**What you should do**: Beneath this task are records; tally the lines in them that contain "match" and report only the number.

[[ Records for the task, beginning ]]

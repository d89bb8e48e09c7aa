//! Game state engine: board, turn, status and score for one session.
//!
//! Every operation returns the notifications it produced, in order. An
//! input that breaks a precondition is ignored: no state changes and the
//! returned list is empty.

use crate::advisor::Advisor;
use crate::rules::{is_full, winning_pattern};
use crate::{Board, GameEvent, GameStatus, Mark, Mode, Outcome, Position, ScoreTally, Square};
use derive_more::Display;
use tracing::{debug, info, instrument};

/// Why an input was ignored.
#[derive(Debug, Display, Clone, Copy, PartialEq, Eq)]
pub enum IgnoredInput {
    /// Index outside 0-8.
    #[display("cell {_0} is off the board")]
    OutOfRange(usize),
    /// Target cell already holds a mark.
    #[display("cell {_0} is already taken")]
    Occupied(Position),
    /// The round has ended.
    #[display("the round is over")]
    RoundOver,
    /// The computer owns this turn.
    #[display("it is the computer's turn")]
    ComputerTurn,
    /// A computer move was requested when the computer is not to play.
    #[display("it is not the computer's turn")]
    NotComputerTurn,
}

/// Owns all mutable game state for a session.
#[derive(Debug, Clone)]
pub struct GameEngine {
    board: Board,
    current: Mark,
    status: GameStatus,
    mode: Mode,
    computer: Mark,
    score: ScoreTally,
    round: u64,
}

impl GameEngine {
    /// Creates an engine in human-vs-human mode with the computer playing O
    /// whenever a human-vs-computer session starts.
    #[instrument]
    pub fn new() -> Self {
        Self::with_computer_mark(Mark::O)
    }

    /// Creates an engine whose computer opponent plays `computer`.
    #[instrument]
    pub fn with_computer_mark(computer: Mark) -> Self {
        Self {
            board: Board::new(),
            current: Mark::X,
            status: GameStatus::InProgress,
            mode: Mode::default(),
            computer,
            score: ScoreTally::new(),
            round: 0,
        }
    }

    /// Returns the board.
    pub fn board(&self) -> &Board {
        &self.board
    }

    /// Mark to play next.
    pub fn current_player(&self) -> Mark {
        self.current
    }

    /// Round status.
    pub fn status(&self) -> GameStatus {
        self.status
    }

    /// Session mode.
    pub fn mode(&self) -> Mode {
        self.mode
    }

    /// Mark played by the computer in human-vs-computer mode.
    pub fn computer_mark(&self) -> Mark {
        self.computer
    }

    /// Score tally.
    pub fn score(&self) -> &ScoreTally {
        &self.score
    }

    /// Counter bumped by every new round.
    pub fn round(&self) -> u64 {
        self.round
    }

    /// True when the advisor, not external input, must play next.
    pub fn is_computer_turn(&self) -> bool {
        self.mode == Mode::HumanVsComputer
            && self.status == GameStatus::InProgress
            && self.current == self.computer
    }

    /// The first completed pattern, once the round is won.
    pub fn winning_pattern(&self) -> Option<[Position; 3]> {
        match self.status {
            GameStatus::Won(_) => winning_pattern(&self.board).map(|(_, pattern)| pattern),
            _ => None,
        }
    }

    /// Sets the mode and starts a fresh round.
    #[instrument(skip(self))]
    pub fn start_session(&mut self, mode: Mode) -> Vec<GameEvent> {
        info!(%mode, "Starting session");
        self.mode = mode;
        self.new_round()
    }

    /// Clears the board and hands the first move to X. Score is kept.
    #[instrument(skip(self), fields(round = self.round + 1))]
    pub fn new_round(&mut self) -> Vec<GameEvent> {
        self.board = Board::new();
        self.current = Mark::X;
        self.status = GameStatus::InProgress;
        self.round += 1;
        debug!("Board cleared");
        vec![GameEvent::BoardCleared, GameEvent::TurnChanged(self.current)]
    }

    /// Zeroes the score, then starts a new round.
    #[instrument(skip(self))]
    pub fn reset_score(&mut self) -> Vec<GameEvent> {
        self.score.reset();
        let mut events = vec![GameEvent::ScoreChanged(self.score)];
        events.extend(self.new_round());
        events
    }

    /// Checks whether a human may play `index` right now.
    pub fn check_move(&self, index: usize) -> Result<Position, IgnoredInput> {
        let pos = Position::from_index(index).ok_or(IgnoredInput::OutOfRange(index))?;
        if self.status.is_terminal() {
            return Err(IgnoredInput::RoundOver);
        }
        if !self.board.is_empty(pos) {
            return Err(IgnoredInput::Occupied(pos));
        }
        if self.is_computer_turn() {
            return Err(IgnoredInput::ComputerTurn);
        }
        Ok(pos)
    }

    /// Places the current player's mark at `index` on behalf of a human.
    #[instrument(skip(self), fields(player = %self.current))]
    pub fn apply_move(&mut self, index: usize) -> Vec<GameEvent> {
        match self.check_move(index) {
            Ok(pos) => self.place(pos),
            Err(reason) => {
                debug!(%reason, "Ignoring move");
                Vec::new()
            }
        }
    }

    /// Lets the advisor play the computer's mark.
    #[instrument(skip(self, advisor))]
    pub fn apply_computer_move(&mut self, advisor: &mut dyn Advisor) -> Vec<GameEvent> {
        if !self.is_computer_turn() {
            debug!(reason = %IgnoredInput::NotComputerTurn, "Ignoring computer move");
            return Vec::new();
        }
        match advisor.choose_move(&self.board, self.computer, self.computer.opponent()) {
            Some(pos) if self.board.is_empty(pos) => self.place(pos),
            Some(pos) => {
                debug!(reason = %IgnoredInput::Occupied(pos), "Advisor picked a taken cell");
                Vec::new()
            }
            None => Vec::new(),
        }
    }

    /// Applies a validated move and evaluates win, then tie.
    fn place(&mut self, pos: Position) -> Vec<GameEvent> {
        let mark = self.current;
        self.board.set(pos, Square::Occupied(mark));
        let mut events = vec![GameEvent::CellUpdated {
            index: pos.to_index(),
            mark,
        }];

        let (outcome, pattern) = if let Some((winner, pattern)) = winning_pattern(&self.board) {
            self.status = GameStatus::Won(winner);
            (Outcome::PlayerWon(winner), Some(pattern))
        } else if is_full(&self.board) {
            self.status = GameStatus::Tied;
            (Outcome::Tied, None)
        } else {
            self.current = mark.opponent();
            events.push(GameEvent::TurnChanged(self.current));
            return events;
        };

        self.score.record(outcome);
        info!(%outcome, round = self.round, score = %self.score, "Round ended");
        events.push(GameEvent::RoundEnded { outcome, pattern });
        events.push(GameEvent::ScoreChanged(self.score));
        events
    }
}

impl Default for GameEngine {
    fn default() -> Self {
        Self::new()
    }
}

#[cfg(test)]
mod tests {
    use super::*;
    use crate::advisor::HeuristicAdvisor;

    fn play(engine: &mut GameEngine, moves: &[usize]) {
        for &m in moves {
            assert!(!engine.apply_move(m).is_empty(), "move {m} was ignored");
        }
    }

    #[test]
    fn test_first_move_is_x_then_alternates() {
        let mut engine = GameEngine::new();
        engine.start_session(Mode::HumanVsHuman);
        assert_eq!(engine.current_player(), Mark::X);

        let events = engine.apply_move(4);
        assert_eq!(
            events,
            vec![
                GameEvent::CellUpdated { index: 4, mark: Mark::X },
                GameEvent::TurnChanged(Mark::O),
            ]
        );
        engine.apply_move(0);
        assert_eq!(engine.current_player(), Mark::X);
    }

    #[test]
    fn test_occupied_cell_is_ignored() {
        let mut engine = GameEngine::new();
        play(&mut engine, &[4]);
        let before = engine.board().clone();

        assert!(engine.apply_move(4).is_empty());
        assert_eq!(engine.board(), &before);
        assert_eq!(engine.current_player(), Mark::O);
        assert_eq!(engine.check_move(4), Err(IgnoredInput::Occupied(Position::Center)));
    }

    #[test]
    fn test_out_of_range_is_ignored() {
        let mut engine = GameEngine::new();
        assert!(engine.apply_move(9).is_empty());
        assert_eq!(engine.board().occupied(), 0);
    }

    #[test]
    fn test_win_reports_first_pattern_and_scores_once() {
        let mut engine = GameEngine::new();
        play(&mut engine, &[0, 3, 1, 4]);
        let events = engine.apply_move(2);

        assert_eq!(engine.status(), GameStatus::Won(Mark::X));
        assert_eq!(engine.current_player(), Mark::X);
        assert_eq!(*engine.score().x(), 1);
        assert_eq!(engine.score().rounds(), 1);
        assert_eq!(
            events[1],
            GameEvent::RoundEnded {
                outcome: Outcome::PlayerWon(Mark::X),
                pattern: Some([Position::TopLeft, Position::TopCenter, Position::TopRight]),
            }
        );
        assert_eq!(engine.winning_pattern(), Some([Position::TopLeft, Position::TopCenter, Position::TopRight]));
    }

    #[test]
    fn test_moves_after_win_are_ignored() {
        let mut engine = GameEngine::new();
        play(&mut engine, &[0, 3, 1, 4, 2]);
        assert!(engine.apply_move(8).is_empty());
        assert_eq!(engine.board().occupied(), 5);
        assert_eq!(engine.check_move(8), Err(IgnoredInput::RoundOver));
    }

    #[test]
    fn test_tie_scores_tie_bucket() {
        // X O X / X O O / O X X
        let mut engine = GameEngine::new();
        play(&mut engine, &[0, 1, 2, 4, 3, 5, 7, 6]);
        let events = engine.apply_move(8);
        assert_eq!(engine.status(), GameStatus::Tied);
        assert_eq!(*engine.score().tie(), 1);
        assert_eq!(engine.score().rounds(), 1);
        assert!(events.contains(&GameEvent::RoundEnded { outcome: Outcome::Tied, pattern: None }));
        assert_eq!(engine.winning_pattern(), None);
    }

    #[test]
    fn test_win_on_last_cell_is_not_a_tie() {
        // X O X / O X O / O X X: X's ninth move completes the diagonal.
        let mut engine = GameEngine::new();
        play(&mut engine, &[0, 1, 2, 3, 4, 5, 7, 6]);
        engine.apply_move(8);
        assert_eq!(engine.status(), GameStatus::Won(Mark::X));
        assert_eq!(*engine.score().tie(), 0);
    }

    #[test]
    fn test_new_round_keeps_score() {
        let mut engine = GameEngine::new();
        play(&mut engine, &[0, 3, 1, 4, 2]);
        let round = engine.round();
        let events = engine.new_round();
        assert_eq!(events, vec![GameEvent::BoardCleared, GameEvent::TurnChanged(Mark::X)]);
        assert_eq!(engine.board().occupied(), 0);
        assert_eq!(engine.status(), GameStatus::InProgress);
        assert_eq!(engine.round(), round + 1);
        assert_eq!(*engine.score().x(), 1);
    }

    #[test]
    fn test_reset_score_zeroes_and_clears() {
        let mut engine = GameEngine::new();
        play(&mut engine, &[0, 3, 1, 4, 2]);
        engine.new_round();
        play(&mut engine, &[4]);
        let events = engine.reset_score();
        assert_eq!(events[0], GameEvent::ScoreChanged(ScoreTally::new()));
        assert_eq!(engine.score(), &ScoreTally::new());
        assert_eq!(engine.board().occupied(), 0);
        assert_eq!(engine.current_player(), Mark::X);
    }

    #[test]
    fn test_human_cannot_play_computer_turn() {
        let mut engine = GameEngine::new();
        engine.start_session(Mode::HumanVsComputer);
        play(&mut engine, &[0]);
        assert!(engine.is_computer_turn());
        assert!(engine.apply_move(4).is_empty());
        assert_eq!(engine.check_move(4), Err(IgnoredInput::ComputerTurn));
    }

    #[test]
    fn test_computer_move_only_on_its_turn() {
        let mut advisor = HeuristicAdvisor::seeded(1);
        let mut engine = GameEngine::new();
        engine.start_session(Mode::HumanVsComputer);
        assert!(engine.apply_computer_move(&mut advisor).is_empty());

        play(&mut engine, &[0]);
        let events = engine.apply_computer_move(&mut advisor);
        assert_eq!(events[0], GameEvent::CellUpdated { index: 4, mark: Mark::O });
        assert_eq!(engine.current_player(), Mark::X);
    }

    #[test]
    fn test_computer_move_ignored_in_pvp() {
        let mut advisor = HeuristicAdvisor::seeded(1);
        let mut engine = GameEngine::new();
        engine.start_session(Mode::HumanVsHuman);
        play(&mut engine, &[0]);
        assert!(!engine.is_computer_turn());
        assert!(engine.apply_computer_move(&mut advisor).is_empty());
        assert_eq!(engine.board().occupied(), 1);
    }

    #[test]
    fn test_computer_playing_x_moves_first() {
        let mut engine = GameEngine::with_computer_mark(Mark::X);
        engine.start_session(Mode::HumanVsComputer);
        assert!(engine.is_computer_turn());
        assert!(engine.apply_move(0).is_empty());
    }
}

[[ Records for the task, end ]]

**Exercise solution**: 3